Unfortunately, you simply cannot do this!

Some static constexpr members may be initialised inline:

[C++11 9.4.2/3]: [..] A static data member of literal type can be declared in the class definition with the constexpr specifier; if so, its declaration shall specify a brace-or-equal-initializer in which every initializer-clause that is an assignment-expression is a constant expression. [..]

Cursor is a literal type, so this counts.

And the use of Cursor itself as a static data member within its own type is not a problem, as long as you initialise it at lexical namespace scope:

[C++11: 9.4.2/2]: The declaration of a static data member in its class definition is not a definition and may be of an incomplete type other than cv-qualified void.
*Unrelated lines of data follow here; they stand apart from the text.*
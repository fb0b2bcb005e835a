//! In-memory backend for flow tests.

use std::collections::VecDeque;
use std::sync::atomic::{AtomicUsize, Ordering};
use std::sync::{Arc, Mutex};

use async_trait::async_trait;
use bytes::Bytes;
use omnicut_auth::{ApiKey, EnvCredentials, StaticCredentials};
use omnicut_gemini::{
    Candidate, Content, GeminiError, GenerateContentRequest, GenerateContentResponse,
    GenerateVideoResponse, GeneratedSample, Operation, OperationResponse, Part,
    PredictLongRunningRequest, VideoRef,
};
use tokio::time::Instant;

use crate::backend::GenerativeBackend;
use crate::config::StudioConfig;
use crate::progress::Progress;
use crate::studio::Studio;

/// Scripted backend. Queues are consumed front to back; an exhausted poll
/// queue keeps answering "not done".
#[derive(Default)]
pub(crate) struct FakeBackend {
    pub content: Mutex<VecDeque<Result<GenerateContentResponse, GeminiError>>>,
    pub submit: Mutex<Option<Result<Operation, GeminiError>>>,
    pub polls: Mutex<VecDeque<Result<Operation, GeminiError>>>,
    pub download: Mutex<Option<Result<Bytes, GeminiError>>>,

    pub content_requests: Mutex<Vec<(String, GenerateContentRequest)>>,
    pub video_requests: Mutex<Vec<(String, PredictLongRunningRequest)>>,
    pub poll_times: Mutex<Vec<Instant>>,
    pub poll_names: Mutex<Vec<String>>,
    pub downloads: Mutex<Vec<String>>,
    pub keys: Mutex<Vec<String>>,
    in_flight: AtomicUsize,
    pub max_in_flight: AtomicUsize,
}

impl FakeBackend {
    pub fn with_content(self, response: Result<GenerateContentResponse, GeminiError>) -> Self {
        self.content.lock().unwrap().push_back(response);
        self
    }

    pub fn with_submit(self, response: Result<Operation, GeminiError>) -> Self {
        *self.submit.lock().unwrap() = Some(response);
        self
    }

    pub fn with_poll(self, response: Result<Operation, GeminiError>) -> Self {
        self.polls.lock().unwrap().push_back(response);
        self
    }

    pub fn with_download(self, response: Result<Bytes, GeminiError>) -> Self {
        *self.download.lock().unwrap() = Some(response);
        self
    }

    pub fn total_calls(&self) -> usize {
        self.content_requests.lock().unwrap().len()
            + self.video_requests.lock().unwrap().len()
            + self.poll_names.lock().unwrap().len()
            + self.downloads.lock().unwrap().len()
    }

    fn record_key(&self, key: &ApiKey) {
        self.keys.lock().unwrap().push(key.expose().to_string());
    }
}

#[async_trait]
impl GenerativeBackend for FakeBackend {
    async fn generate_content(
        &self,
        key: &ApiKey,
        model: &str,
        request: &GenerateContentRequest,
    ) -> Result<GenerateContentResponse, GeminiError> {
        self.record_key(key);
        self.content_requests
            .lock()
            .unwrap()
            .push((model.to_string(), request.clone()));
        self.content
            .lock()
            .unwrap()
            .pop_front()
            .unwrap_or_else(|| Ok(GenerateContentResponse::default()))
    }

    async fn submit_video(
        &self,
        key: &ApiKey,
        model: &str,
        request: &PredictLongRunningRequest,
    ) -> Result<Operation, GeminiError> {
        self.record_key(key);
        self.video_requests
            .lock()
            .unwrap()
            .push((model.to_string(), request.clone()));
        self.submit
            .lock()
            .unwrap()
            .take()
            .unwrap_or_else(|| Ok(pending("operations/fake")))
    }

    async fn poll_operation(&self, key: &ApiKey, name: &str) -> Result<Operation, GeminiError> {
        self.record_key(key);
        let now_in_flight = self.in_flight.fetch_add(1, Ordering::SeqCst) + 1;
        let _ = self.max_in_flight.fetch_max(now_in_flight, Ordering::SeqCst);
        self.poll_times.lock().unwrap().push(Instant::now());
        self.poll_names.lock().unwrap().push(name.to_string());
        tokio::task::yield_now().await;
        let next = self
            .polls
            .lock()
            .unwrap()
            .pop_front()
            .unwrap_or_else(|| Ok(pending(name)));
        let _ = self.in_flight.fetch_sub(1, Ordering::SeqCst);
        next
    }

    async fn download(&self, key: &ApiKey, uri: &str) -> Result<Bytes, GeminiError> {
        self.record_key(key);
        self.downloads.lock().unwrap().push(uri.to_string());
        self.download
            .lock()
            .unwrap()
            .take()
            .unwrap_or_else(|| Ok(Bytes::new()))
    }
}

// ── Fixtures ────────────────────────────────────────────────────────────────

pub(crate) fn pending(name: &str) -> Operation {
    Operation {
        name: name.to_string(),
        ..Operation::default()
    }
}

pub(crate) fn done_with_video(name: &str, uri: &str) -> Operation {
    Operation {
        name: name.to_string(),
        done: true,
        response: Some(OperationResponse {
            generate_video_response: Some(GenerateVideoResponse {
                generated_samples: vec![GeneratedSample {
                    video: Some(VideoRef {
                        uri: Some(uri.to_string()),
                    }),
                }],
                ..GenerateVideoResponse::default()
            }),
        }),
        error: None,
    }
}

pub(crate) fn candidate_with(parts: Vec<Part>) -> GenerateContentResponse {
    GenerateContentResponse {
        candidates: vec![Candidate {
            content: Some(Content {
                role: Some("model".to_string()),
                parts,
            }),
            finish_reason: Some("STOP".to_string()),
        }],
        prompt_feedback: None,
    }
}

pub(crate) fn text_response(text: &str) -> GenerateContentResponse {
    candidate_with(vec![Part::text(text)])
}

pub(crate) fn audio_response(mime_type: &str, pcm: &[u8]) -> GenerateContentResponse {
    candidate_with(vec![Part::inline_data(
        mime_type,
        omnicut_core::media::encode_base64(pcm),
    )])
}

/// Studio over `backend` with a static key, recording progress.
pub(crate) fn studio_with(
    backend: FakeBackend,
    config: StudioConfig,
) -> (Studio, Arc<FakeBackend>) {
    let backend = Arc::new(backend);
    let creds = Arc::new(StaticCredentials::new(
        ApiKey::new("fake-key").expect("valid key"),
    ));
    let studio = Studio::new(backend.clone(), creds, config);
    (studio, backend)
}

/// Studio over `backend` whose credential chain finds no key.
pub(crate) fn studio_without_key(
    backend: FakeBackend,
    config: StudioConfig,
) -> (Studio, Arc<FakeBackend>) {
    let backend = Arc::new(backend);
    let creds = Arc::new(EnvCredentials::new(["GEMINI_API_KEY"]).with_lookup(|_| None));
    let studio = Studio::new(backend.clone(), creds, config);
    (studio, backend)
}

/// Progress recorder.
pub(crate) fn recorder() -> (Arc<Mutex<Vec<Progress>>>, Arc<dyn crate::ProgressSink>) {
    let seen = Arc::new(Mutex::new(Vec::new()));
    let sink_seen = seen.clone();
    let sink: Arc<dyn crate::ProgressSink> =
        Arc::new(move |p: Progress| sink_seen.lock().unwrap().push(p));
    (seen, sink)
}
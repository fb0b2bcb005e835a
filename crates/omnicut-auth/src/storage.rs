//! `~/.omnicut/auth.json`: the stored Gemini API key.
//!
//! The file is small and versioned:
//!
//! ```json
//! { "version": 1, "apiKey": "AIza...", "lastUpdated": "2026-10-18T09:00:00+00:00" }
//! ```
//!
//! It is written with owner-only permissions (0o600). A missing file simply
//! means no stored key; a file that exists but cannot be used is an error, so
//! a damaged key file is reported instead of silently ignored.

use std::path::{Path, PathBuf};

use tracing::{debug, warn};

use crate::errors::AuthError;
use crate::types::{AUTH_STORAGE_VERSION, ApiKey, AuthStorage};

const AUTH_FILE_NAME: &str = "auth.json";

/// Auth file inside an Omnicut data directory.
pub fn auth_file_path(data_dir: &Path) -> PathBuf {
    data_dir.join(AUTH_FILE_NAME)
}

/// Default auth file path (`~/.omnicut/auth.json`).
pub fn default_auth_file_path() -> PathBuf {
    let home = std::env::var("HOME").unwrap_or_else(|_| "/tmp".to_string());
    auth_file_path(&PathBuf::from(home).join(".omnicut"))
}

fn unusable(path: &Path, reason: impl Into<String>) -> AuthError {
    AuthError::UnusableFile {
        path: path.to_path_buf(),
        reason: reason.into(),
    }
}

/// Read `auth.json`. `Ok(None)` when the file does not exist.
pub fn load_auth_storage(path: &Path) -> Result<Option<AuthStorage>, AuthError> {
    let data = match std::fs::read_to_string(path) {
        Ok(d) => d,
        Err(e) if e.kind() == std::io::ErrorKind::NotFound => return Ok(None),
        Err(e) => return Err(unusable(path, e.to_string())),
    };
    let storage: AuthStorage =
        serde_json::from_str(&data).map_err(|e| unusable(path, format!("invalid JSON: {e}")))?;
    if storage.version != AUTH_STORAGE_VERSION {
        return Err(unusable(
            path,
            format!("schema version {} is not supported", storage.version),
        ));
    }
    Ok(Some(storage))
}

/// Write `auth.json`, stamping `lastUpdated` and restricting permissions.
pub fn save_auth_storage(path: &Path, storage: &mut AuthStorage) -> Result<(), AuthError> {
    storage.last_updated = chrono::Utc::now().to_rfc3339();

    if let Some(parent) = path.parent() {
        std::fs::create_dir_all(parent)?;
    }
    std::fs::write(path, serde_json::to_string_pretty(storage)?)?;

    #[cfg(unix)]
    {
        use std::os::unix::fs::PermissionsExt;
        std::fs::set_permissions(path, std::fs::Permissions::from_mode(0o600))?;
    }

    debug!(path = %path.display(), "auth file written");
    Ok(())
}

/// Validate and store an API key.
///
/// An unusable existing file is replaced rather than preserved, so
/// `omnicut auth set-key` always repairs it.
pub fn save_api_key(path: &Path, api_key: &str) -> Result<(), AuthError> {
    let key = ApiKey::new(api_key)?;
    let mut storage = match load_auth_storage(path) {
        Ok(existing) => existing.unwrap_or_default(),
        Err(e) => {
            warn!(error = %e, "replacing unusable auth file");
            AuthStorage::default()
        }
    };
    storage.api_key = Some(key.expose().to_string());
    save_auth_storage(path, &mut storage)
}

/// Remove the stored API key. Returns whether one was present.
pub fn clear_api_key(path: &Path) -> Result<bool, AuthError> {
    let Some(mut storage) = load_auth_storage(path)? else {
        return Ok(false);
    };
    if storage.api_key.take().is_none() {
        return Ok(false);
    }
    save_auth_storage(path, &mut storage)?;
    Ok(true)
}

/// The stored API key, validated. `Ok(None)` when no key is stored.
pub fn get_api_key(path: &Path) -> Result<Option<ApiKey>, AuthError> {
    let Some(raw) = load_auth_storage(path)?.and_then(|s| s.api_key) else {
        return Ok(None);
    };
    ApiKey::new(raw)
        .map(Some)
        .map_err(|e| unusable(path, format!("stored apiKey is invalid: {e}")))
}

// ─────────────────────────────────────────────────────────────────────────────
// Tests
// ─────────────────────────────────────────────────────────────────────────────

#[cfg(test)]
mod tests {
    use super::*;
    use assert_matches::assert_matches;

    fn auth_json(dir: &tempfile::TempDir, body: &str) -> PathBuf {
        let path = dir.path().join("auth.json");
        std::fs::write(&path, body).unwrap();
        path
    }

    // ── load ────────────────────────────────────────────────────────

    #[test]
    fn missing_file_is_no_storage() {
        let dir = tempfile::tempdir().unwrap();
        assert!(load_auth_storage(&dir.path().join("auth.json")).unwrap().is_none());
        assert!(get_api_key(&dir.path().join("auth.json")).unwrap().is_none());
    }

    #[test]
    fn reads_camel_case_api_key() {
        let dir = tempfile::tempdir().unwrap();
        let path = auth_json(
            &dir,
            r#"{"version": 1, "apiKey": "AIzaSyStored", "lastUpdated": "2026-10-01T08:00:00+00:00"}"#,
        );
        let storage = load_auth_storage(&path).unwrap().unwrap();
        assert_eq!(storage.api_key.as_deref(), Some("AIzaSyStored"));
        assert_eq!(get_api_key(&path).unwrap().unwrap().expose(), "AIzaSyStored");
    }

    #[test]
    fn file_without_api_key_has_no_key() {
        let dir = tempfile::tempdir().unwrap();
        let path = auth_json(&dir, r#"{"version": 1}"#);
        assert!(get_api_key(&path).unwrap().is_none());
    }

    #[test]
    fn corrupt_json_is_unusable() {
        let dir = tempfile::tempdir().unwrap();
        let path = auth_json(&dir, r#"{"version": 1, "apiKey": "#);
        assert_matches!(
            load_auth_storage(&path),
            Err(AuthError::UnusableFile { reason, .. }) if reason.starts_with("invalid JSON")
        );
    }

    #[test]
    fn future_version_is_unusable() {
        let dir = tempfile::tempdir().unwrap();
        let path = auth_json(&dir, r#"{"version": 2, "apiKey": "AIzaSyNext"}"#);
        assert_matches!(
            get_api_key(&path),
            Err(AuthError::UnusableFile { reason, .. }) if reason.contains("version 2")
        );
    }

    #[test]
    fn blank_stored_key_is_unusable() {
        let dir = tempfile::tempdir().unwrap();
        let path = auth_json(&dir, r#"{"version": 1, "apiKey": "   "}"#);
        assert_matches!(
            get_api_key(&path),
            Err(AuthError::UnusableFile { reason, .. }) if reason.contains("apiKey")
        );
    }

    // ── save ────────────────────────────────────────────────────────

    #[test]
    fn save_writes_api_key_field() {
        let dir = tempfile::tempdir().unwrap();
        let path = dir.path().join("nested").join("auth.json");
        save_api_key(&path, "  AIzaSyNew ").unwrap();

        let raw: serde_json::Value =
            serde_json::from_str(&std::fs::read_to_string(&path).unwrap()).unwrap();
        assert_eq!(raw["version"], 1);
        assert_eq!(raw["apiKey"], "AIzaSyNew");
        assert!(raw["lastUpdated"].as_str().is_some_and(|s| !s.is_empty()));
    }

    #[test]
    fn save_rejects_blank_key_without_touching_disk() {
        let dir = tempfile::tempdir().unwrap();
        let path = dir.path().join("auth.json");
        assert_matches!(save_api_key(&path, "   "), Err(AuthError::InvalidKey(_)));
        assert!(!path.exists());
    }

    #[test]
    fn save_repairs_unusable_file() {
        let dir = tempfile::tempdir().unwrap();
        let path = auth_json(&dir, "garbage");
        save_api_key(&path, "AIzaSyFixed").unwrap();
        assert_eq!(get_api_key(&path).unwrap().unwrap().expose(), "AIzaSyFixed");
    }

    #[cfg(unix)]
    #[test]
    fn saved_file_is_owner_only() {
        use std::os::unix::fs::PermissionsExt;
        let dir = tempfile::tempdir().unwrap();
        let path = dir.path().join("auth.json");
        save_api_key(&path, "AIzaSyPrivate").unwrap();
        let mode = std::fs::metadata(&path).unwrap().permissions().mode();
        assert_eq!(mode & 0o777, 0o600);
    }

    // ── clear ───────────────────────────────────────────────────────

    #[test]
    fn clear_reports_whether_a_key_was_removed() {
        let dir = tempfile::tempdir().unwrap();
        let path = dir.path().join("auth.json");
        assert!(!clear_api_key(&path).unwrap());
        save_api_key(&path, "AIzaSyGone").unwrap();
        assert!(clear_api_key(&path).unwrap());
        assert!(get_api_key(&path).unwrap().is_none());
        assert!(!clear_api_key(&path).unwrap());
    }

    #[test]
    fn clear_refuses_unusable_file() {
        let dir = tempfile::tempdir().unwrap();
        let path = auth_json(&dir, r#"{"version": 9}"#);
        assert_matches!(clear_api_key(&path), Err(AuthError::UnusableFile { .. }));
    }

    #[test]
    fn default_path_is_under_omnicut_home() {
        assert!(default_auth_file_path().ends_with(".omnicut/auth.json"));
    }
}
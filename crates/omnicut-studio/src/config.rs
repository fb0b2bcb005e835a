//! Studio configuration.

use std::time::Duration;

use omnicut_core::PcmFormat;
use omnicut_settings::{
    DEFAULT_TRANSLATION_INSTRUCTION, FeatureSettings, ModelSettings, OmnicutSettings,
};

/// How to wait for a video job.
#[derive(Clone, Copy, Debug, PartialEq, Eq)]
pub struct PollPolicy {
    /// Delay before each status check.
    pub interval: Duration,
    /// Maximum status checks. `None` waits indefinitely.
    pub max_attempts: Option<u32>,
}

impl Default for PollPolicy {
    fn default() -> Self {
        Self {
            interval: Duration::from_secs(5),
            max_attempts: Some(120),
        }
    }
}

/// Optional parts of a video request.
#[derive(Clone, Copy, Debug, PartialEq, Eq)]
pub struct StudioFeatures {
    /// Accept a reference image.
    pub reference_image: bool,
    /// Honor the requested resolution and aspect ratio.
    pub format_choice: bool,
    /// Prefix the prompt with the style preset.
    pub style_presets: bool,
}

impl StudioFeatures {
    /// Everything enabled.
    pub const FULL: Self = Self {
        reference_image: true,
        format_choice: true,
        style_presets: true,
    };

    /// Bare prompt, fixed 720p 16:9, no image.
    pub const BASIC: Self = Self {
        reference_image: false,
        format_choice: false,
        style_presets: false,
    };
}

impl Default for StudioFeatures {
    fn default() -> Self {
        Self::FULL
    }
}

impl From<FeatureSettings> for StudioFeatures {
    fn from(f: FeatureSettings) -> Self {
        Self {
            reference_image: f.reference_image,
            format_choice: f.format_choice,
            style_presets: f.style_presets,
        }
    }
}

/// Everything a [`Studio`](crate::Studio) needs besides its backend and credentials.
#[derive(Clone, Debug, PartialEq, Eq)]
pub struct StudioConfig {
    /// Video generation model.
    pub video_model: String,
    /// Audio translation model.
    pub translation_model: String,
    /// Speech synthesis model.
    pub speech_model: String,
    /// Instruction sent with uploaded audio.
    pub instruction: String,
    /// Prebuilt synthesis voice.
    pub voice: String,
    /// Format of the PCM returned by the speech model.
    pub pcm: PcmFormat,
    /// Video job polling.
    pub poll: PollPolicy,
    /// Largest accepted upload in bytes. `None` means unlimited.
    pub max_upload_bytes: Option<u64>,
    /// Optional video request features.
    pub features: StudioFeatures,
}

impl Default for StudioConfig {
    fn default() -> Self {
        let models = ModelSettings::default();
        Self {
            video_model: models.video,
            translation_model: models.translation,
            speech_model: models.speech,
            instruction: DEFAULT_TRANSLATION_INSTRUCTION.to_string(),
            voice: "Kore".to_string(),
            pcm: PcmFormat::SPEECH,
            poll: PollPolicy::default(),
            max_upload_bytes: None,
            features: StudioFeatures::FULL,
        }
    }
}

impl From<&OmnicutSettings> for StudioConfig {
    fn from(s: &OmnicutSettings) -> Self {
        Self {
            video_model: s.models.video.clone(),
            translation_model: s.models.translation.clone(),
            speech_model: s.models.speech.clone(),
            instruction: s.dub.instruction.clone(),
            voice: s.dub.voice.clone(),
            pcm: PcmFormat {
                sample_rate: s.dub.sample_rate,
                channel_count: s.dub.channel_count,
            },
            poll: PollPolicy {
                interval: Duration::from_millis(s.video.poll_interval_ms),
                max_attempts: s.video.max_poll_attempts,
            },
            max_upload_bytes: s.api.max_upload_bytes,
            features: s.video.features.into(),
        }
    }
}

// ─────────────────────────────────────────────────────────────────────────────
// Tests
// ─────────────────────────────────────────────────────────────────────────────

#[cfg(test)]
mod tests {
    use super::*;

    #[test]
    fn default_matches_default_settings() {
        let from_settings = StudioConfig::from(&OmnicutSettings::default());
        assert_eq!(from_settings, StudioConfig::default());
    }

    #[test]
    fn defaults() {
        let config = StudioConfig::default();
        assert_eq!(config.voice, "Kore");
        assert_eq!(config.pcm, PcmFormat::SPEECH);
        assert_eq!(config.poll.interval, Duration::from_secs(5));
        assert_eq!(config.poll.max_attempts, Some(120));
        assert_eq!(config.max_upload_bytes, None);
        assert_eq!(config.features, StudioFeatures::FULL);
    }

    #[test]
    fn from_settings_copies_overrides() {
        let mut s = OmnicutSettings::default();
        s.video.poll_interval_ms = 1500;
        s.video.max_poll_attempts = None;
        s.video.features.reference_image = false;
        s.dub.sample_rate = 16_000;
        s.dub.channel_count = 2;
        s.api.max_upload_bytes = Some(10);

        let config = StudioConfig::from(&s);
        assert_eq!(config.poll.interval, Duration::from_millis(1500));
        assert_eq!(config.poll.max_attempts, None);
        assert!(!config.features.reference_image);
        assert!(config.features.format_choice);
        assert_eq!(config.pcm.sample_rate, 16_000);
        assert_eq!(config.pcm.channel_count, 2);
        assert_eq!(config.max_upload_bytes, Some(10));
    }

    #[test]
    fn basic_features() {
        let f = StudioFeatures::BASIC;
        assert!(!f.reference_image && !f.format_choice && !f.style_presets);
    }
}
The definition for a static data member shall appear in a namespace scope enclosing the member’s class definition. In the definition at namespace scope, the name of the static data member shall be qualified by its class name using the :: operator. The initializer expression in the definition of a static data member is in the scope of its class (3.3.7).

But you can't do that with constexpr:

[C++11: 7.1.5/9]: A constexpr specifier used in an object declaration declares the object as const. Such an object shall have literal type and shall be initialized. [..]

I think all of this wording could be improved but, in the meantime, I think you're going to have to make ZERO a non-member in the enclosing namespace.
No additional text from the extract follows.